New head coach Jim Harbaugh is installing a west coast offense and Frank Gore will supply the power run game and Anthony Dixon provides enough as a backup. But the offense needs a highly accurate franchise quarterback that is the hallmark of Harbaugh offenses. Both Michael Crabtree and Josh Morgan remain the starters who have not met expectations but who should blossom in the new offense if a suitable quarterback can be acquired. Even if a veteran quarterback is brought in, the 49ers will look for a young gun to groom because a Harbaugh offense is all about who is under center.

The first year of Pete Carroll reached the playoffs but in 2011 he won’t stand pat on the roster. Matt Hasselbeck is a 36-year-old free agent and another veteran is likely to be brought in to challenge Charlie Whitehurst in camp. The draft should serve up a quarterback as well. Marshawn Lynch played well enough late in the season and into the playoffs to secure a spot but the Seahawks will keep the committee and look to add someone new since  Justin Forsett has run his course in the new offense. Between Mike Williams and the youngsters already on the roster the receivers are good enough for this season. Seattle should draft a quarterback and even a running back but will likely focus on the defense in the early rounds of the draft.

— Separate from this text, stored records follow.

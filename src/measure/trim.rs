/// Drops the cold-start sample and the slowest remaining sample.
///
/// Only applied once a stage has finished and only when more than two
/// samples succeeded; smaller sets are returned untouched.
#[must_use]
pub fn trim_outliers(mut samples: Vec<f64>) -> Vec<f64> {
    if samples.len() <= 2 {
        return samples;
    }
    samples.remove(0);
    let slowest = samples
        .iter()
        .enumerate()
        .min_by(|(_, left), (_, right)| left.total_cmp(right))
        .map(|(index, _)| index);
    if let Some(index) = slowest {
        samples.remove(index);
    }
    samples
}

Sam Bradford has made a case for rookie quarterbacks after his stellar freshman year but the Rams still need plenty of support to take advantage of him. The 27-year old Steven Jackson needs a speedy change of back to help keep him fresh and the draft will be a heavy consideration. Mark Clayton will be re-signed as long as his torn patellar tendon heals but this unit needs more help. Bradford made a sub-average wideout unit look serviceable and the Rams will take a step forward with both veteran and rookie receiver additions.